The third change relates to the reporting of market quality statistics pursuant to Appendix B.I for a variety of order types, including inside-the-quote resting limit orders (12), at-the-quote resting limit orders (13), and near-the-quote resting limit orders (within $0.10 of the NBBO) (14). FINRA and the other Participants believe that it is appropriate to require Trading Centers to report all orders that fall within these categories, and not just those orders that are “resting.” FINRA, therefore, proposes to amend Supplementary Material .09 to make this change.

In the fourth change, FINRA proposes to add new Supplementary Material .11 to modify the manner in which market maker participation statistics are calculated. Currently, Appendix B.IV provides that market maker participation statistics shall be calculated based on share participation, trade participation, cross-quote share (trade) participation, inside-the-quote share (trade) participation, at-the-quote share (trade) participation, and outside-the-quote share (trade) participation. FINRA and the other Participants have determined that it is appropriate to add the count of the number of Market Makers used in the calculation of share (trade) participation to each category. FINRA is therefore proposing this change as part of Supplementary Material .11. In addition, Appendix B.IV(b) and (c) currently require that, when aggregating across Market Makers, share participation and trade participation shall be calculated using the share-weighted average and trade-weighted average, respectively. FINRA and the other Participants believe that it is more appropriate to calculate share and trade participation by providing the total count of shares or trades, as applicable, rather than weighted averages, and FINRA is therefore proposing this change as part of Supplementary Material .11.

The fifth change relates to the NBBO that a Trading Center is required to use when performing certain quote-related calculations. When calculating cross-quote share (trade) participation pursuant to Appendix B.IV(d) and inside-the-quote share (trade) participation pursuant to Appendix B.IV(e), the Plan requires the Trading Center to utilize the NBBO at the time Start Printed Page 63567of the trade for both share and trade participation calculations. When calculating at-the-quote share (trade) participation and outside-the-quote share (trade) participation pursuant to Appendix B.IV(f) and (g), the Plan allows the Trading Center to utilize the NBBO at the time of or immediately before the trade for both share and trade participation calculations. FINRA and the other Participants believe that it is appropriate to calculate all quote participation (cross-quote share (trade) participation, inside-the-quote share (trade) participation, at-the-quote share (trade) participation and outside-the-quote share (trade) participation) solely by reference to the NBBO in effect immediately prior to the trade. FINRA therefore proposes to make this change as part of Supplementary Material .11.
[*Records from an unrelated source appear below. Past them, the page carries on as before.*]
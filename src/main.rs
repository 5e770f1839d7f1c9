use std::path::PathBuf;
use std::time::Duration;
use anyhow::{bail, Context};
use clap::Parser;
use tokio::sync::broadcast::error::RecvError;
use tracing::{debug, info, warn};
use tracing_subscriber::EnvFilter;
use batch_uploader::core::HandlerResult;
use batch_uploader::utils::format_bytes;
use batch_uploader::{EventKind, JobStatus, Outcome, UploadEvent, UploadManager, UploaderConfig};

#[derive(Parser, Clone, Debug, PartialEq)]
#[command(author, version, about = "Upload files to an HTTP endpoint")]
struct Cli {
    #[arg(short = 'c', long = "config", help = "Config file", default_value = "config.toml")]
    config: PathBuf,

    #[arg(short = 'u', long = "url", help = "Upload URL, overrides the config file")]
    url: Option<String>,

    #[arg(short = 'n', long = "concurrency", help = "Number of uploads in parallel")]
    concurrency: Option<usize>,

    #[arg(long = "fallback", help = "Send each file as one buffered form")]
    fallback: bool,

    #[arg(required = true, help = "Files to upload")]
    files: Vec<PathBuf>,
}

impl Cli {
    fn uploader_config(&self) -> anyhow::Result<UploaderConfig> {
        let mut config = if self.config.exists() {
            UploaderConfig::load(&self.config)
                .with_context(|| format!("Can't load {}", self.config.display()))?
        } else {
            UploaderConfig::default()
        };

        if let Some(url) = &self.url {
            config.url = url.clone();
        }
        if let Some(concurrency) = self.concurrency {
            config.concurrency_limit = concurrency;
        }
        config.force_fallback |= self.fallback;

        config.validate()?;
        Ok(config)
    }
}

/// Treats a non-2xx status or a JSON body with an `error` field as a failed upload.
fn classify_response(event: &mut UploadEvent) -> HandlerResult {
    let UploadEvent::UploadCompleted { response, .. } = event else {
        return Ok(Outcome::Normal);
    };

    if let Some(status) = response.status {
        if !(200..300).contains(&status) {
            return Ok(Outcome::failure(format!("Server answered {} for '{{{{fileName}}}}'", status)));
        }
    }

    if let Ok(serde_json::Value::Object(body)) = serde_json::from_str::<serde_json::Value>(&response.body) {
        if let Some(error) = body.get("error") {
            let message = error.as_str().map(str::to_string).unwrap_or_else(|| error.to_string());
            return Ok(Outcome::failure(message));
        }
    }

    Ok(Outcome::Normal)
}

/// Prints events until the manager goes away; returns the number of failed uploads.
async fn report(mut events: tokio::sync::broadcast::Receiver<UploadEvent>) -> usize {
    let mut failed = 0;
    loop {
        let event = match events.recv().await {
            Ok(event) => event,
            Err(RecvError::Lagged(skipped)) => {
                warn!("Skipped {} events", skipped);
                continue;
            }
            Err(RecvError::Closed) => break,
        };

        match event {
            UploadEvent::FileAdded { id, name } => println!("added     {} ({})", name, id),
            UploadEvent::FileInvalid { reasons, .. } => {
                failed += 1;
                for reason in reasons {
                    println!("invalid   {}", reason.message);
                }
            }
            UploadEvent::TooManyFiles { message, .. } => {
                failed += 1;
                println!("rejected  {}", message);
            }
            UploadEvent::UploadProgress { name, bytes_transferred, bytes_total, .. } => {
                debug!("{}: {} / {}", name, format_bytes(bytes_transferred), format_bytes(bytes_total));
            }
            UploadEvent::UploadCompleted { name, response, .. } => println!("completed {} {}", name, response.body),
            UploadEvent::UploadFailed { name, message, .. } => {
                failed += 1;
                println!("failed    {}: {}", name, message);
            }
            UploadEvent::UploadAborted { name, .. } => println!("aborted   {}", name),
            _ => {}
        }
    }
    failed
}

#[tokio::main]
async fn main() -> anyhow::Result<()> {
    tracing_subscriber::fmt()
        .with_env_filter(EnvFilter::try_from_default_env().unwrap_or_else(|_| EnvFilter::new("info")))
        .with_writer(std::io::stderr)
        .init();

    let cli = Cli::parse();
    let config = cli.uploader_config()?;
    let auto_start = config.auto_start;

    let handle = UploadManager::from_config(config)?;
    let manager = handle.manager.clone();
    manager.on(EventKind::UploadCompleted, classify_response).await?;

    let reporter = tokio::spawn(report(manager.subscribe_events()));

    let ids = manager.add_files(cli.files.clone()).await?;
    info!("{} of {} file(s) accepted", ids.len(), cli.files.len());
    if !auto_start {
        manager.start_all().await?;
    }

    // 等待所有任务结束
    loop {
        let mut active = 0;
        for status in [JobStatus::Added, JobStatus::Pending, JobStatus::Uploading] {
            active += manager.count(Some(status)).await?;
        }
        if active == 0 {
            break;
        }
        tokio::time::sleep(Duration::from_millis(200)).await;
    }

    drop(manager);
    handle.shutdown().await?;
    let failed = reporter.await?;

    if failed > 0 {
        bail!("{} file(s) were not uploaded", failed);
    }
    Ok(())
}

#[cfg(test)]
mod tests {
    use batch_uploader::{JobId, TransportResponse};
    use super::*;

    fn completed(status: Option<u16>, body: &str) -> UploadEvent {
        UploadEvent::UploadCompleted {
            id: JobId::from("upload_file_1"),
            name: "a.txt".to_string(),
            response: TransportResponse::new(status, body),
        }
    }

    #[test]
    fn test_classify_response() {
        assert_eq!(classify_response(&mut completed(Some(200), "ok")).unwrap(), Outcome::Normal);
        assert_eq!(classify_response(&mut completed(None, r#"{"success":true}"#)).unwrap(), Outcome::Normal);

        let outcome = classify_response(&mut completed(Some(500), "boom")).unwrap();
        assert_eq!(outcome, Outcome::failure("Server answered 500 for '{{fileName}}'"));

        let outcome = classify_response(&mut completed(Some(200), r#"{"error":"quota exceeded"}"#)).unwrap();
        assert_eq!(outcome, Outcome::failure("quota exceeded"));
    }

    #[test]
    fn test_cli_overrides() {
        let cli = Cli::parse_from(["batch-uploader", "-c", "missing.toml", "-u", "http://localhost/upload", "-n", "2", "a.txt"]);
        let config = cli.uploader_config().unwrap();
        assert_eq!(config.url, "http://localhost/upload");
        assert_eq!(config.concurrency_limit, 2);
        assert_eq!(cli.files, vec![PathBuf::from("a.txt")]);
    }
}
Finally, FINRA proposes to change the end date until which the Pre-Pilot Data Collection Securities shall be used to fulfill the Plan's data collection requirements. Currently, Supplementary Material .13 provides that Pre-Pilot Data Collection Securities are the securities designated by the Participants for purposes of the data collection requirements described in Items I, II and IV of Appendix B and Item I of Appendix C to the Plan for the period beginning six months prior to the Pilot Period and ending on the trading day immediately preceding the Pilot Period. FINRA and the other Participants believe that it is appropriate to use the Pilot Securities to satisfy the Plan's data collection requirements prior to the commencement of the Pilot. According, FINRA is revising Supplementary Material .13 (which will be re-numbered as Supplementary Material .14) to provide that the Pre-Pilot Data Collection Securities shall be used to satisfy the Plan's data collection requirements through thirty-one days prior to the Pilot Period, after which time the Pilot Securities shall be used for purposes of the data collection requirements.[21]

FINRA has filed the proposed rule change for immediate effectiveness. FINRA has requested that the SEC waive the 30-day operative period so that the proposed rule change can become operative on August 30, 2016.

2. Statutory Basis

FINRA believes that the proposed rule change is consistent with the provisions of Section 15A(b)(6) of the Act,[22] which requires, among other things, that FINRA rules must be designed to prevent fraudulent and manipulative acts and practices, to promote just and equitable principles of trade, and, in general, to protect investors and the public interest, and Section 15A(b)(9) of the Act,[23] which requires that FINRA rules not impose any burden on competition that is not necessary or appropriate.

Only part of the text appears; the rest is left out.